# How many of you just 'knew'?



## cheshire

this is my 4th pregnancy and I cannot get the thought of twins out of my head. It is driving me crazy and I still have to wait two weeks for my first scan. I am so nervous and unconsciously keep saying 'the babies' instead of 'the baby'.

I am not sure what I am going to think if there is only one baby on the ultrasound other than ask the sonographer to really check :)

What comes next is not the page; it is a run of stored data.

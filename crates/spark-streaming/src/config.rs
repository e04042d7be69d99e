//! # config 模块说明
//!
//! ## 角色定位（Why）
//! - 汇总流式缓冲的全部可调参数：段池、字节缓冲、对象缓冲、回收线程；
//! - 所有结构体实现 `Deserialize` 且字段均有默认值，宿主可以从任意格式加载，只覆盖关心的字段。
//!
//! ## 契约（What）
//! - 每个配置都提供 `validate()`，失败时返回 [`StreamingError::InvalidConfig`]；
//! - 工厂在创建前会调用 `validate()`，非法配置不会生成任何提供者。

use std::{path::PathBuf, sync::Arc};

use serde::Deserialize;
use spark_buffer::PoolConfig;

use crate::{
    error::{Result, StreamingError},
    overflow::{OverflowSink, SharedOverflowSink},
};

/// 数据量单位。
#[derive(Clone, Copy, Debug, Eq, PartialEq, Hash, Deserialize)]
#[serde(rename_all = "UPPERCASE")]
pub enum DataUnit {
    Byte,
    Kb,
    Mb,
    Gb,
}

impl DataUnit {
    /// 单位对应的字节倍数（二进制前缀）。
    pub fn multiplier(self) -> u64 {
        match self {
            DataUnit::Byte => 1,
            DataUnit::Kb => 1 << 10,
            DataUnit::Mb => 1 << 20,
            DataUnit::Gb => 1 << 30,
        }
    }
}

/// 带单位的数据量，例如 `{ amount = 256, unit = "KB" }`。
#[derive(Clone, Copy, Debug, Eq, PartialEq, Hash, Deserialize)]
pub struct ByteSize {
    pub amount: u64,
    pub unit: DataUnit,
}

impl ByteSize {
    pub const fn new(amount: u64, unit: DataUnit) -> Self {
        Self { amount, unit }
    }

    pub const fn bytes(amount: u64) -> Self {
        Self::new(amount, DataUnit::Byte)
    }

    pub const fn kb(amount: u64) -> Self {
        Self::new(amount, DataUnit::Kb)
    }

    pub const fn mb(amount: u64) -> Self {
        Self::new(amount, DataUnit::Mb)
    }

    /// 换算为字节数，溢出时饱和到 `u64::MAX`。
    pub fn to_bytes(self) -> u64 {
        self.amount.saturating_mul(self.unit.multiplier())
    }
}

/// 缓冲保留策略。
///
/// - `TrailingCursors`：只保留最慢游标之后的数据，已被所有游标越过的区段立即释放；
/// - `Full`：保留从 0 开始的全部数据，直到提供者关闭，任何游标都可以回退到起点。
#[derive(Clone, Copy, Debug, Default, Eq, PartialEq, Hash, Deserialize)]
#[serde(rename_all = "kebab-case")]
pub enum RetentionPolicy {
    #[default]
    TrailingCursors,
    Full,
}

/// 超出内存上限后的去处。
///
/// `TempFile` 在首次溢出时于 `directory`（缺省为系统临时目录）创建匿名临时文件，
/// 文件随提供者关闭而删除。
#[derive(Clone, Debug, Eq, PartialEq, Deserialize)]
#[serde(tag = "kind", rename_all = "kebab-case")]
pub enum OverflowMode {
    Disabled,
    TempFile {
        #[serde(default)]
        directory: Option<PathBuf>,
    },
}

impl Default for OverflowMode {
    fn default() -> Self {
        OverflowMode::TempFile { directory: None }
    }
}

/// 字节流缓冲配置。
///
/// # 教案式说明
/// - **意图 (Why)**：首段按 `initial_buffer_size` 分配、之后按 `buffer_size_increment` 增长，
///   小负载只占用一个段；超过 `max_in_memory_size` 的部分交给溢出汇；
/// - **契约 (What)**：
///   - 三个尺寸都必须大于 0，且 `initial_buffer_size <= max_in_memory_size`；
///   - `overflow_sink` 不参与反序列化，只能以代码注入（[`ByteStreamingConfig::with_overflow_sink`]），
///     注入后优先于 `overflow`；
/// - **风险 (Trade-offs)**：段尺寸最终会被取整到段池等级并截断到最大等级，
///   因此实际首段可能略大于配置值。
#[derive(Clone, Debug, PartialEq, Deserialize)]
#[serde(default)]
pub struct ByteStreamingConfig {
    pub initial_buffer_size: ByteSize,
    pub buffer_size_increment: ByteSize,
    pub max_in_memory_size: ByteSize,
    pub overflow: OverflowMode,
    pub retention: RetentionPolicy,
    #[serde(skip)]
    pub overflow_sink: Option<SharedOverflowSink>,
}

impl Default for ByteStreamingConfig {
    fn default() -> Self {
        Self {
            initial_buffer_size: ByteSize::kb(256),
            buffer_size_increment: ByteSize::kb(256),
            max_in_memory_size: ByteSize::mb(1),
            overflow: OverflowMode::default(),
            retention: RetentionPolicy::default(),
            overflow_sink: None,
        }
    }
}

impl ByteStreamingConfig {
    /// 纯内存配置：关闭溢出，超过上限的读取以 `BufferSizeExceeded` 失败。
    pub fn in_memory(self) -> Self {
        Self {
            overflow: OverflowMode::Disabled,
            overflow_sink: None,
            ..self
        }
    }

    /// 注入共享溢出汇；多个提供者共用同一汇时各自只释放自己的令牌。
    pub fn with_overflow_sink(mut self, sink: Arc<dyn OverflowSink>) -> Self {
        self.overflow_sink = Some(SharedOverflowSink::new(sink));
        self
    }

    pub fn with_retention(mut self, retention: RetentionPolicy) -> Self {
        self.retention = retention;
        self
    }

    /// 是否配置了任何溢出去处。
    pub fn overflow_enabled(&self) -> bool {
        self.overflow_sink.is_some() || !matches!(self.overflow, OverflowMode::Disabled)
    }

    pub fn validate(&self) -> Result<()> {
        let initial = self.initial_buffer_size.to_bytes();
        let increment = self.buffer_size_increment.to_bytes();
        let max = self.max_in_memory_size.to_bytes();
        if initial == 0 || increment == 0 || max == 0 {
            return Err(StreamingError::InvalidConfig(
                "byte buffer sizes must be greater than zero".into(),
            ));
        }
        if initial > max {
            return Err(StreamingError::InvalidConfig(format!(
                "initial_buffer_size ({initial} bytes) exceeds max_in_memory_size ({max} bytes)"
            )));
        }
        Ok(())
    }
}

/// 对象流缓冲配置，单位为“条目”。
#[derive(Clone, Debug, Eq, PartialEq, Deserialize)]
#[serde(default)]
pub struct ObjectStreamingConfig {
    pub initial_buffer_size: usize,
    pub buffer_size_increment: usize,
    pub max_in_memory_instances: usize,
    pub retention: RetentionPolicy,
}

impl Default for ObjectStreamingConfig {
    fn default() -> Self {
        Self {
            initial_buffer_size: 100,
            buffer_size_increment: 100,
            max_in_memory_instances: 1000,
            retention: RetentionPolicy::default(),
        }
    }
}

impl ObjectStreamingConfig {
    pub fn with_retention(mut self, retention: RetentionPolicy) -> Self {
        self.retention = retention;
        self
    }

    pub fn validate(&self) -> Result<()> {
        if self.initial_buffer_size == 0
            || self.buffer_size_increment == 0
            || self.max_in_memory_instances == 0
        {
            return Err(StreamingError::InvalidConfig(
                "object buffer sizes must be greater than zero".into(),
            ));
        }
        if self.initial_buffer_size > self.max_in_memory_instances {
            return Err(StreamingError::InvalidConfig(format!(
                "initial_buffer_size ({}) exceeds max_in_memory_instances ({})",
                self.initial_buffer_size, self.max_in_memory_instances
            )));
        }
        Ok(())
    }
}

/// 回收队列的执行方式。
///
/// - `background = true`：启动名为 `thread_name` 的专用线程持续处理泄漏通知；
/// - `background = false`：通知留在队列中，由宿主调用 `CursorManager::run_reclamation` 处理。
#[derive(Clone, Debug, Eq, PartialEq, Deserialize)]
#[serde(default)]
pub struct ReclamationConfig {
    pub background: bool,
    pub thread_name: String,
}

impl Default for ReclamationConfig {
    fn default() -> Self {
        Self {
            background: true,
            thread_name: "spark-streaming-reclaimer".into(),
        }
    }
}

impl ReclamationConfig {
    /// 不启动后台线程的配置，常用于测试。
    pub fn manual() -> Self {
        Self {
            background: false,
            ..Self::default()
        }
    }

    pub fn validate(&self) -> Result<()> {
        if self.background && self.thread_name.trim().is_empty() {
            return Err(StreamingError::InvalidConfig(
                "reclamation thread_name must not be empty".into(),
            ));
        }
        Ok(())
    }
}

/// 顶层配置。
///
/// `enabled = false` 时 [`StreamingManagerHandle::from_config`](crate::StreamingManagerHandle::from_config)
/// 选择空实现，其余字段被忽略。
#[derive(Clone, Debug, PartialEq, Deserialize)]
#[serde(default)]
pub struct StreamingConfig {
    pub enabled: bool,
    pub pool: PoolConfig,
    pub bytes: ByteStreamingConfig,
    pub objects: ObjectStreamingConfig,
    pub reclamation: ReclamationConfig,
}

impl Default for StreamingConfig {
    fn default() -> Self {
        Self {
            enabled: true,
            pool: PoolConfig::default(),
            bytes: ByteStreamingConfig::default(),
            objects: ObjectStreamingConfig::default(),
            reclamation: ReclamationConfig::default(),
        }
    }
}

impl StreamingConfig {
    pub fn validate(&self) -> Result<()> {
        self.pool
            .validate()
            .map_err(|err| StreamingError::InvalidConfig(format!("pool: {err}")))?;
        self.bytes.validate()?;
        self.objects.validate()?;
        self.reclamation.validate()
    }
}
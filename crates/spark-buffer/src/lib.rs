//! `spark-buffer` 提供面向流式缓冲的定长内存段池。
//!
//! # 模块定位（Why）
//! - 可重复读取的流需要把已经从单次数据源拉取的字节保留下来，
//!   这些字节被切分为固定容量的 [`Segment`]，由 [`SegmentPool`] 统一分配与回收；
//! - 段池是整个流式子系统中唯一直接与内存分配器交互的组件，
//!   也是唯一跨提供者、跨事件作用域共享的资源。
//!
//! # 设计概要（How）
//! - `pool` 模块实现按 2 的幂分级的 `SegmentPool`，每个容量等级拥有独立的自由链表锁，
//!   避免单一全局锁在高并发流式场景下成为瓶颈；
//! - `segment` 模块实现 `Segment`，通过 [`SegmentRecycler`] 在 `Drop` 阶段把内存归还所属池，
//!   因此段不可能绕过池的统计而泄漏；
//! - `config` 模块定义可反序列化的 [`PoolConfig`]，`error` 模块定义 [`PoolError`]。
//!
//! # 命名约定（Consistency）
//! - 延续 `BufferPool` 家族的术语：租借（acquire）、归还（release）、常驻（resident）、可用（available）。

mod config;
mod error;
mod pool;
mod segment;

pub use config::PoolConfig;
pub use error::{PoolError, Result};
pub use pool::{ClassOccupancy, PoolStats, SegmentPool};
pub use segment::{ReclaimedSegment, Segment, SegmentRecycler};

Am I completely insane? This is the first time I have ever even thought about twins, with my other three pregnancies I have always 'just known' what the sex was and I was always right. This time I just think I have both in here. I feel like a total wacko!

This is the first pregnancy I have had with morning sickness, this maybe TMI but my pubic hair is growing out of control to the point that I shaved it all off and then one week later I looked like I hadn't shaved it ever!! So if it's one baby, my hormones are up the wazoo! Also this was a pregnancy that happened when I just stopped breastfeeding my toddler, I am very fertile but it took 6 months of trying before I got pregnant, so I decided to stop altogether and hey presto, which means this was the first ovulation in 3 years!! I have heard that there is a chance that two eggs can be released in this case, by your body compensating.

Sorry to go on and on, but I just have to put this out somewhere. Then you can all have a good :haha: when it's only one baby!!


----------



## zephyr

I had that feeling too, I told everyone before I even got pregnant that I was going to have twins next and people thought I was seriously nuts but I was right.

I kept seeing twins everywhere I went, I had dreams of twins and triplets before the scan and I was a bit naughty and told my midwife I was unsure of dates so I could get an early scan which revealed two babies.
But I was driving myself insane thinking there was two babies and not knowing for certain.

OH and I even said we would name one each on the way to the scan and seeing those two babies even though we had that feeling was such a huge shock! My best friend who I told my every thought to before we found out, she was seriously worried for me at one point cos I was twin obsessed and she still says to me now "I can't believe you knew!" Neither can I tbh.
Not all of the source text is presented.